* **GIVEN ENTRIES**:
= Beginning of Section =

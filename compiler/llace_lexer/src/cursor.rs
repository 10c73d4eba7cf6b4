//! Character cursor with line and column tracking.
//!
//! Positions are kept as byte offsets into the source so slicing is free;
//! lines and columns count characters and are 1-based.

use memchr::memchr2;

/// A point in the source, recorded as a token's mark.
#[derive(Copy, Clone, Debug, Eq, PartialEq)]
pub(crate) struct Position {
    pub offset: usize,
    pub line: u32,
    pub column: u32,
}

pub(crate) struct Cursor<'src> {
    source: &'src str,
    offset: usize,
    line: u32,
    column: u32,
}

impl<'src> Cursor<'src> {
    pub(crate) fn new(source: &'src str) -> Self {
        Cursor {
            source,
            offset: 0,
            line: 1,
            column: 1,
        }
    }

    #[inline]
    pub(crate) fn position(&self) -> Position {
        Position {
            offset: self.offset,
            line: self.line,
            column: self.column,
        }
    }

    #[inline]
    pub(crate) fn rest(&self) -> &'src str {
        &self.source[self.offset..]
    }

    /// Up to `len` bytes starting at `offset`, if they form a valid slice.
    #[inline]
    pub(crate) fn text_at(&self, offset: usize, len: usize) -> Option<&'src str> {
        self.source.get(offset..offset + len)
    }

    #[inline]
    pub(crate) fn slice_from(&self, start: usize) -> &'src str {
        &self.source[start..self.offset]
    }

    #[inline]
    pub(crate) fn peek(&self) -> Option<char> {
        self.rest().chars().next()
    }

    #[inline]
    pub(crate) fn peek_second(&self) -> Option<char> {
        self.rest().chars().nth(1)
    }

    /// Consume one character. `None` at end of input.
    pub(crate) fn bump(&mut self) -> Option<char> {
        let ch = self.peek()?;
        self.offset += ch.len_utf8();
        if ch == '\n' {
            self.line += 1;
            self.column = 1;
        } else {
            self.column += 1;
        }
        Some(ch)
    }

    pub(crate) fn eat_while(&mut self, mut predicate: impl FnMut(char) -> bool) {
        while self.peek().is_some_and(&mut predicate) {
            self.bump();
        }
    }

    /// Consume everything up to (not including) the next `\r` or `\n`.
    pub(crate) fn eat_to_line_end(&mut self) {
        let rest = self.rest();
        let len = memchr2(b'\n', b'\r', rest.as_bytes()).unwrap_or(rest.len());
        let consumed = &rest[..len];
        self.offset += len;
        self.column += u32::try_from(consumed.chars().count()).unwrap_or(u32::MAX);
    }
}

#[cfg(test)]
mod tests;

= End of Section =

* **ACTIVITY**: The response has to give back every record verbatim.

* **EXERCISE OUTPUT**:
filename compiler/llace_lexer/src/cursor.rs
repository 10c73d4eba7cf6b4
//! Character cursor with line and column tracking.
//!
//! Positions are kept as byte offsets into the source so slicing is free;
//! lines and columns count characters and are 1-based.

use memchr::memchr2;

/// A point in the source, recorded as a token's mark.
#[derive(Copy, Clone, Debug, Eq, PartialEq)]
pub(crate) struct Position {
    pub offset: usize,
    pub line: u32,
    pub column: u32,
}

pub(crate) struct Cursor<'src> {
    source: &'src str,
    offset: usize,
    line: u32,
    column: u32,
}

impl<'src> Cursor<'src> {
    pub(crate) fn new(source: &'src str) -> Self {
        Cursor {
            source,
            offset: 0,
            line: 1,
            column: 1,
        }
    }

    #[inline]
    pub(crate) fn position(&self) -> Position {
        Position {
            offset: self.offset,
            line: self.line,
            column: self.column,
        }
    }

    #[inline]
    pub(crate) fn rest(&self) -> &'src str {
        &self.source[self.offset..]
    }

    /// Up to `len` bytes starting at `offset`, if they form a valid slice.
    #[inline]
    pub(crate) fn text_at(&self, offset: usize, len: usize) -> Option<&'src str> {
        self.source.get(offset..offset + len)
    }

    #[inline]
    pub(crate) fn slice_from(&self, start: usize) -> &'src str {
        &self.source[start..self.offset]
    }

    #[inline]
    pub(crate) fn peek(&self) -> Option<char> {
        self.rest().chars().next()
    }

    #[inline]
    pub(crate) fn peek_second(&self) -> Option<char> {
        self.rest().chars().nth(1)
    }

    /// Consume one character. `None` at end of input.
    pub(crate) fn bump(&mut self) -> Option<char> {
        let ch = self.peek()?;
        self.offset += ch.len_utf8();
        if ch == '\n' {
            self.line += 1;
            self.column = 1;
        } else {
            self.column += 1;
        }
        Some(ch)
    }

    pub(crate) fn eat_while(&mut self, mut predicate: impl FnMut(char) -> bool) {
        while self.peek().is_some_and(&mut predicate) {
            self.bump();
        }
    }

    /// Consume everything up to (not including) the next `\r` or `\n`.
    pub(crate) fn eat_to_line_end(&mut self) {
        let rest = self.rest();
        let len = memchr2(b'\n', b'\r', rest.as_bytes()).unwrap_or(rest.len());
        let consumed = &rest[..len];
        self.offset += len;
        self.column += u32::try_from(consumed.chars().count()).unwrap_or(u32::MAX);
    }
}

#[cfg(test)]
mod tests;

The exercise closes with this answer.